A picture paints ... well, as many words as you like.  For instance:

And, then, the words:

"I thought your mother wanted to keep the fernery?"

Melissa, though, hated anything to do with gardens and would have happily bulldozed the lot and put up an extended patio.

Now, looking at how overgrown it had become, I was almost in agreement with her and had said so.

Why then did she mention my mother's wishes?

The truth was, it had sentimental value to me, a place where I used to go and disappear from the world, often to lose myself on one of the old books my grandmother had given me from her library.

Old books from the 19th century, books that had been handed down to her, and had that definitive old age smell about them, with bindings the cracked when you opened the covers.

They were about a different world that it was today, and it had seeded my imagination.

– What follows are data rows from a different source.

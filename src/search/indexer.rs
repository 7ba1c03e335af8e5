use std::fs;
use std::path::{Path, PathBuf};
use std::sync::Arc;
use tracing::{debug, info, warn};
use walkdir::WalkDir;

use crate::config::{Config, SourceConfig};

use super::chunker::Chunker;
use super::embedder::Embedder;
use super::error::{Result, SearchError};
use super::pages::{extract_page_number, split_sections};
use super::store::{Chunk, DocumentCount, Index};

pub struct Indexer {
    embedder: Arc<dyn Embedder>,
    chunker: Chunker,
    source: SourceConfig,
    batch_size: usize,
}

/// A document left out of the build, and why.
#[derive(Debug, Clone, PartialEq, Eq)]
pub struct SkippedDocument {
    pub document_id: String,
    pub reason: String,
}

#[derive(Debug, Clone, Default)]
pub struct IndexReport {
    pub documents_indexed: usize,
    pub chunks_created: usize,
    pub chunks_per_document: Vec<DocumentCount>,
    pub skipped: Vec<SkippedDocument>,
}

impl Indexer {
    pub fn new(embedder: Arc<dyn Embedder>, config: &Config) -> Result<Self> {
        config.validate()?;
        let chunker = Chunker::new(config.chunking.chunk_size, config.chunking.overlap)?
            .with_min_chars(config.chunking.min_chars);

        Ok(Self {
            embedder,
            chunker,
            source: config.source.clone(),
            batch_size: config.embedder.batch_size,
        })
    }

    pub fn source_dir(&self) -> &Path {
        &self.source.dir
    }

    /// Read, chunk and embed every document under the source directory.
    ///
    /// Nothing is returned unless every chunk was embedded; an embedding
    /// failure aborts the whole build.
    pub async fn build(&self) -> Result<(Index, IndexReport)> {
        let (chunks, mut report) = self.collect_chunks()?;

        if chunks.is_empty() {
            warn!(dir = %self.source.dir.display(), "no chunks to index");
            return Ok((Index::default(), report));
        }

        self.embedder.health_check().await?;

        let texts: Vec<String> = chunks.iter().map(|c| c.text.clone()).collect();
        let embeddings = self.embed_all(&texts).await?;
        let index = Index::new(chunks, embeddings)?;

        report.chunks_created = index.len();
        info!(
            documents = report.documents_indexed,
            chunks = report.chunks_created,
            skipped = report.skipped.len(),
            "index built"
        );

        Ok((index, report))
    }

    /// Read and chunk every document, in file-name order. Unreadable
    /// documents are skipped; a missing source directory is fatal.
    pub fn collect_chunks(&self) -> Result<(Vec<Chunk>, IndexReport)> {
        let root = &self.source.dir;
        if !root.is_dir() {
            return Err(SearchError::SourceDirMissing(root.clone()));
        }

        let mut report = IndexReport::default();
        let mut chunks = Vec::new();

        for (document_id, dir) in self.document_dirs() {
            let text_path = dir.join(&self.source.text_file);

            let content = match fs::read_to_string(&text_path) {
                Ok(content) => content,
                Err(e) => {
                    let reason = if text_path.exists() {
                        format!("cannot read {}: {}", text_path.display(), e)
                    } else {
                        format!("no {}", self.source.text_file)
                    };
                    warn!(document = %document_id, %reason, "skipping document");
                    report.skipped.push(SkippedDocument {
                        document_id,
                        reason,
                    });
                    continue;
                }
            };

            let document_chunks = self.chunk_document(&document_id, &content);
            debug!(document = %document_id, chunks = document_chunks.len(), "chunked document");

            report.documents_indexed += 1;
            report.chunks_per_document.push(DocumentCount {
                document_id,
                chunks: document_chunks.len(),
            });
            chunks.extend(document_chunks);
        }

        report.chunks_created = chunks.len();
        Ok((chunks, report))
    }

    fn document_dirs(&self) -> Vec<(String, PathBuf)> {
        let mut dirs = Vec::new();

        for entry in WalkDir::new(&self.source.dir)
            .min_depth(1)
            .max_depth(1)
            .sort_by_file_name()
        {
            let entry = match entry {
                Ok(entry) => entry,
                Err(e) => {
                    warn!(error = %e, "skipping unreadable directory entry");
                    continue;
                }
            };

            if !entry.file_type().is_dir() {
                continue;
            }

            let document_id = entry.file_name().to_string_lossy().to_string();
            dirs.push((document_id, entry.into_path()));
        }

        dirs
    }

    /// Split one document into page sections and chunk each section.
    ///
    /// The extraction step puts the `PAGE n` header in its own section, so a
    /// page number found in a section without chunks is carried to the next
    /// section that has some.
    pub fn chunk_document(&self, document_id: &str, content: &str) -> Vec<Chunk> {
        let mut chunks = Vec::new();
        let mut pending_page: Option<u32> = None;

        for section in split_sections(content, &self.source.page_delimiter) {
            let page = extract_page_number(&section);
            let texts = self.chunker.chunk(&section);

            if texts.is_empty() {
                if page.is_some() {
                    pending_page = page;
                }
                continue;
            }

            let page_number = page.or(pending_page.take());

            chunks.extend(
                texts
                    .into_iter()
                    .map(|text| Chunk::new(document_id, page_number, text)),
            );
        }

        chunks
    }

    /// Embed `texts` in batches, keeping output rows aligned with inputs.
    async fn embed_all(&self, texts: &[String]) -> Result<Vec<Vec<f32>>> {
        let mut embeddings = Vec::with_capacity(texts.len());

        for (i, batch) in texts.chunks(self.batch_size).enumerate() {
            let vectors = self.embedder.embed_batch(batch).await?;
            if vectors.len() != batch.len() {
                return Err(SearchError::embedding(format!(
                    "batch {} returned {} vectors for {} texts",
                    i,
                    vectors.len(),
                    batch.len()
                )));
            }
            embeddings.extend(vectors);
            debug!(embedded = embeddings.len(), total = texts.len(), "embedding progress");
        }

        Ok(embeddings)
    }
}
//! Configuration loaded from `shelfsearch.toml`.
//!
//! Every section has defaults, so a missing file or a file with only a few
//! keys is valid.

use anyhow::{Context, Result};
use serde::{Deserialize, Serialize};
use std::fs;
use std::path::{Path, PathBuf};

use crate::search::pages::DEFAULT_PAGE_DELIMITER;
use crate::search::{EmbedderConfig, SearchError};

pub const CONFIG_FILE_NAME: &str = "shelfsearch.toml";

#[derive(Debug, Clone, Default, Serialize, Deserialize)]
#[serde(default)]
pub struct Config {
    pub source: SourceConfig,
    pub chunking: ChunkingConfig,
    pub embedder: EmbedderConfig,
    pub cache: CacheConfig,
    pub search: SearchOptionsConfig,
}

/// Where extracted document text lives: `<dir>/<document_id>/<text_file>`.
#[derive(Debug, Clone, Serialize, Deserialize)]
#[serde(default)]
pub struct SourceConfig {
    pub dir: PathBuf,
    pub text_file: String,
    pub page_delimiter: String,
}

impl Default for SourceConfig {
    fn default() -> Self {
        Self {
            dir: PathBuf::from("extracted_text"),
            text_file: "full_text.txt".to_string(),
            page_delimiter: DEFAULT_PAGE_DELIMITER.to_string(),
        }
    }
}

/// Word-window chunking parameters.
#[derive(Debug, Clone, Serialize, Deserialize)]
#[serde(default)]
pub struct ChunkingConfig {
    pub chunk_size: usize,
    pub overlap: usize,
    pub min_chars: usize,
}

impl Default for ChunkingConfig {
    fn default() -> Self {
        Self {
            chunk_size: 400,
            overlap: 50,
            min_chars: 50,
        }
    }
}

#[derive(Debug, Clone, Serialize, Deserialize)]
#[serde(default)]
pub struct CacheConfig {
    pub path: PathBuf,
}

impl Default for CacheConfig {
    fn default() -> Self {
        Self {
            path: PathBuf::from("vector_cache.bin"),
        }
    }
}

#[derive(Debug, Clone, Serialize, Deserialize)]
#[serde(default)]
pub struct SearchOptionsConfig {
    pub top_k: usize,
}

impl Default for SearchOptionsConfig {
    fn default() -> Self {
        Self { top_k: 5 }
    }
}

impl Config {
    /// Load from `explicit` if given (it must exist), otherwise from the
    /// first of `./shelfsearch.toml` and the user config directory that
    /// exists, otherwise defaults.
    ///
    /// Not validated here: command-line overrides are applied afterwards, so
    /// callers run [`Config::validate`] on the final value.
    pub fn load(explicit: Option<&Path>) -> Result<Self> {
        let path = match explicit {
            Some(path) => Some(path.to_path_buf()),
            None => Self::discover(),
        };

        match path {
            Some(path) => Self::from_file(&path),
            None => Ok(Self::default()),
        }
    }

    fn discover() -> Option<PathBuf> {
        let local = PathBuf::from(CONFIG_FILE_NAME);
        if local.is_file() {
            return Some(local);
        }

        dirs::config_dir()
            .map(|dir| dir.join("shelfsearch").join("config.toml"))
            .filter(|path| path.is_file())
    }

    pub fn from_file(path: &Path) -> Result<Self> {
        let content = fs::read_to_string(path)
            .with_context(|| format!("Failed to read config file {}", path.display()))?;
        Self::from_toml(&content)
            .with_context(|| format!("Invalid config file {}", path.display()))
    }

    pub fn from_toml(content: &str) -> Result<Self> {
        Ok(toml::from_str(content)?)
    }

    /// Reject settings that would make indexing loop forever or produce an
    /// unusable index.
    pub fn validate(&self) -> std::result::Result<(), SearchError> {
        let chunking = &self.chunking;
        if chunking.chunk_size == 0 {
            return Err(SearchError::invalid_config("chunking.chunk_size must be positive"));
        }
        if chunking.overlap >= chunking.chunk_size {
            return Err(SearchError::invalid_config(format!(
                "chunking.overlap ({}) must be smaller than chunking.chunk_size ({})",
                chunking.overlap, chunking.chunk_size
            )));
        }
        if self.source.page_delimiter.trim().is_empty() {
            return Err(SearchError::invalid_config(
                "source.page_delimiter must not be empty",
            ));
        }
        if self.source.text_file.trim().is_empty() {
            return Err(SearchError::invalid_config("source.text_file must not be empty"));
        }
        if self.embedder.batch_size == 0 {
            return Err(SearchError::invalid_config("embedder.batch_size must be positive"));
        }
        if self.embedder.dimensions == 0 {
            return Err(SearchError::invalid_config("embedder.dimensions must be positive"));
        }
        Ok(())
    }
}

Now, the fernery had been reduced to an overgrown mess.  It once had a path through the middle, a collonade of ferns and a fountain in the middle, with seats in each quadrant.  It had been famous for about 15 minutes, too, when it featured in a woman's magazine at the turn of the 20th century.

Much like the house I had spent a lot of my youth in.  Old, in disrepair, and needed a lot of money to repair, money we didn't have.

"My mother wanted to keep the house, too."

"And she did.  But it's yours now, and we have to be practical."

I heard her but didn't answer, instead, I said, "If only you could see what I had seen, what it represented."

I felt her fingers intertwine with mine and a gentle squeeze.  She knew what this place had meant to me, then as now.

"But who said we have to be practical?"